Alejandrina Guasorna only discovered as an adult that she had undergone excision the day she was born. A sometimes deadly practice which continues in certain indigenous communities in Colombia, the only country in Latin America where it exists and in which a ban is under study.
In the mountains planted with coffee trees in the department of Risaralda (west), ancestral territory of the Embera people, the removal of the clitoris continues to affect dozens or even hundreds of girls. No official figures exist.
When babies are born, midwives use a blade or a hot nail, women from the Embera Chami reserve in Pueblo Rico, a territory under indigenous jurisdiction, tell AFP.
Ms. Guasorna, aged 74, learned that she had undergone excision at birth through rumors, later confirmed by her sister. Among the Embera, the subject is taboo.
“We often saw dead little girls,” she told AFP, “we thought it was normal.” This farmer helped with the births of the women in her family but without performing genital mutilation.
To eradicate this practice, some indigenous leaders as well as parliamentarians presented for the first time a bill currently being debated in the Colombian Parliament.
Its objective: to ban excision, but without imposing prison sentences on midwives, considered victims of "lack of information". The initiative mainly provides for preventive actions.
- Buried without death certificate -
In the communities where it is practiced, excision is supposed to prevent babies from becoming "easy" girls or from having their clitoris grow to the point of turning into a penis, Embera women explain.
Without this organ, whose function is pleasure, sexual relations are sometimes associated with suffering.
Etelbina Queragama has her face painted with traditional designs. This 63-year-old housewife says she “never” felt anything during sex other than “pain”. One of his seven children translates his words from Embera into Spanish.
The total or partial removal of the clitoris can lead to bleeding and infections, sometimes even death, and constitutes a violation of the fundamental rights of girls, recalls the World Health Organization.
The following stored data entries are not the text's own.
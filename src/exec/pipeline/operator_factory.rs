// Licensed to the Apache Software Foundation (ASF) under one
// or more contributor license agreements.  See the NOTICE file
// distributed with this work for additional information
// regarding copyright ownership.  The ASF licenses this file
// to you under the Apache License, Version 2.0 (the
// "License"); you may not use this file except in compliance
// with the License.  You may obtain a copy of the License at
//
//   http://www.apache.org/licenses/LICENSE-2.0
//
// Unless required by applicable law or agreed to in writing,
// software distributed under the License is distributed on an
// "AS IS" BASIS, WITHOUT WARRANTIES OR CONDITIONS OF ANY
// KIND, either express or implied.  See the License for the
// specific language governing permissions and limitations
// under the License.
//! Operator factory trait definitions.
//!
//! Responsibilities:
//! - Defines the factory contract used to instantiate operators per fragment instance.
//! - Separates plan-time operator configuration from runtime operator instances.

use super::operator::{Operator, SortInput};
use crate::common::error::Result;
use crate::runtime::runtime_state::RuntimeState;

/// Factory contract for constructing runtime operators from plan-time configuration.
pub trait OperatorFactory: Send + Sync {
    type Operator: Operator;

    fn name(&self) -> &str;

    fn create(&self, input: Box<dyn SortInput>, state: &RuntimeState) -> Result<Self::Operator>;
}
// Licensed to the Apache Software Foundation (ASF) under one
// or more contributor license agreements.  See the NOTICE file
// distributed with this work for additional information
// regarding copyright ownership.  The ASF licenses this file
// to you under the Apache License, Version 2.0 (the
// "License"); you may not use this file except in compliance
// with the License.  You may obtain a copy of the License at
//
//   http://www.apache.org/licenses/LICENSE-2.0
//
// Unless required by applicable law or agreed to in writing,
// software distributed under the License is distributed on an
// "AS IS" BASIS, WITHOUT WARRANTIES OR CONDITIONS OF ANY
// KIND, either express or implied.  See the License for the
// specific language governing permissions and limitations
// under the License.
//! External sort operator for ORDER BY execution under a memory budget.
//!
//! Responsibilities:
//! - Pulls upstream batches, sorts each through an SV2 and stages it as a batch group.
//! - Applies the spill policy after every staged group, merging half of the
//!   resident groups to disk when memory runs short.
//! - Serves output from an in-memory SV4 merge, or streams a k-way merge over
//!   spilled and resident groups.
//!
//! Key exported interfaces:
//! - Types: `ExternalSortFactory`, `ExternalSortOperator`, `ExternalSortOptions`,
//!   `SortPoll`, `SortedOutput`, `CancelHandle`.
//!
//! Current limitations:
//! - The output schema is fixed by the first upstream batch; later schema changes are fatal.
//! - Upstream `NotYet` is a protocol violation because the operator cannot yield mid-ingest.

use std::collections::VecDeque;
use std::path::PathBuf;
use std::sync::Arc;
use std::sync::atomic::{AtomicBool, Ordering};
use std::time::Duration;

use arrow::array::RecordBatch;
use arrow::datatypes::SchemaRef;

use crate::common::config;
use crate::common::error::{Result, SortError};
use crate::exec::chunk::Chunk;
use crate::exec::operators::sort::batch_group::{BatchGroup, SortedRun};
use crate::exec::operators::sort::comparator::{
    ColumnComparatorGenerator, ComparatorGenerator, RowComparator, SortExpression,
};
use crate::exec::operators::sort::final_merge::{
    InMemoryBuild, InMemoryMerge, IndirectBatch, MAX_SORT_BYTES, build_in_memory,
};
use crate::exec::operators::sort::memory_monitor::{MemoryMonitor, MemorySnapshot, SpillReason};
use crate::exec::operators::sort::merger::KWayMerger;
use crate::exec::operators::sort::single_batch_sorter::sort_batch;
use crate::exec::operators::sort::spill_merger::{
    SpillContext, merge_and_spill, merge_chunk_rows, select_spill_candidates,
};
use crate::exec::pipeline::operator::{InputEvent, Operator, SortInput};
use crate::exec::pipeline::operator_factory::OperatorFactory;
use crate::exec::selection::{MAX_SV2_ROWS, SelectionVector2};
use crate::exec::spill::{SpillCodec, SpillProfile, Spiller, validate_spill_fs};
use crate::runtime::mem_tracker::MemTracker;
use crate::runtime::profile::{
    CounterRef, CounterUnit, RuntimeProfile, ScopedTimer, attach_mem_tracker_tree,
};
use crate::runtime::runtime_state::{RuntimeErrorState, RuntimeState};
use crate::xsort_logging::{debug, error, info, warn};

/// SV2 allocation retries double the wait from one unit and give up here.
const SV2_MAX_WAIT_UNITS: u32 = 32;

/// Plan-time options of one external sort.
#[derive(Clone, Debug)]
pub struct ExternalSortOptions {
    pub order_by: Vec<SortExpression>,
    pub spill_batch_group_size: usize,
    pub spill_threshold: usize,
    pub spill_dirs: Vec<PathBuf>,
    pub spill_codec: SpillCodec,
    pub max_allocation_bytes: i64,
    pub target_spill_chunk_bytes: usize,
    pub output_batch_rows: usize,
    pub sv2_alloc_retry_unit: Duration,
    pub max_in_memory_sort_bytes: usize,
}
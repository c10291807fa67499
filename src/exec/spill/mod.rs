// Licensed to the Apache Software Foundation (ASF) under one
// or more contributor license agreements.  See the NOTICE file
// distributed with this work for additional information
// regarding copyright ownership.  The ASF licenses this file
// to you under the Apache License, Version 2.0 (the
// "License"); you may not use this file except in compliance
// with the License.  You may obtain a copy of the License at
//
//   http://www.apache.org/licenses/LICENSE-2.0
//
// Unless required by applicable law or agreed to in writing,
// software distributed under the License is distributed on an
// "AS IS" BASIS, WITHOUT WARRANTIES OR CONDITIONS OF ANY
// KIND, either express or implied.  See the License for the
// specific language governing permissions and limitations
// under the License.
//! Local spill storage: directory rotation, the spill file layout, the IPC
//! codec, append-only writers and sequential readers.

pub mod block_format;
pub mod dir_manager;
pub mod ipc_serde;
pub mod spill_stream;
pub mod spiller;

use crate::common::error::{Result, SortError};
use crate::runtime::profile::{CounterRef, CounterUnit, RuntimeProfile};

pub use ipc_serde::SpillCodec;
pub use spill_stream::SpillStream;
pub use spiller::{SpillFile, SpillWriter, Spiller};

const LOCAL_FS_SCHEME: &str = "file://";

/// Validate the spill file-system URI. Only the local file system is supported.
pub fn validate_spill_fs(uri: &str) -> Result<()> {
    let uri = uri.trim();
    if uri
        .get(..LOCAL_FS_SCHEME.len())
        .is_some_and(|scheme| scheme.eq_ignore_ascii_case(LOCAL_FS_SCHEME))
    {
        return Ok(());
    }
    Err(SortError::Config(format!(
        "sort.spill_fs must be a {LOCAL_FS_SCHEME} URI, got '{uri}'"
    )))
}

#[derive(Clone, Debug)]
pub struct SpillProfile {
    pub spill_count: CounterRef,
    pub spill_rows: CounterRef,
    pub spill_bytes: CounterRef,
    pub spill_time: CounterRef,
    pub restore_rows: CounterRef,
    pub restore_time: CounterRef,
}

impl SpillProfile {
    pub fn new(profile: &RuntimeProfile) -> Self {
        let profile = profile.child("Spill");
        Self {
            spill_count: profile.add_counter("SpillCount", CounterUnit::Unit),
            spill_rows: profile.add_counter("SpillRows", CounterUnit::Unit),
            spill_bytes: profile.add_counter("SpillBytes", CounterUnit::Bytes),
            spill_time: profile.add_timer("SpillTime"),
            restore_rows: profile.add_counter("RestoreRows", CounterUnit::Unit),
            restore_time: profile.add_timer("RestoreTime"),
        }
    }
}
According to the NGO Equality Now, 204 genital mutilations were carried out in Colombia between 2020 and 2025.
There are no consolidated figures: the remoteness of the communities and the secrecy surrounding this phenomenon make it difficult to identify cases in the South American country.
“There is an incredible under-registration,” says Sarita Patiño, a doctor in one of the hospitals that sees victims, in Pueblo Rico. Since the start of the year, there have already been six cases.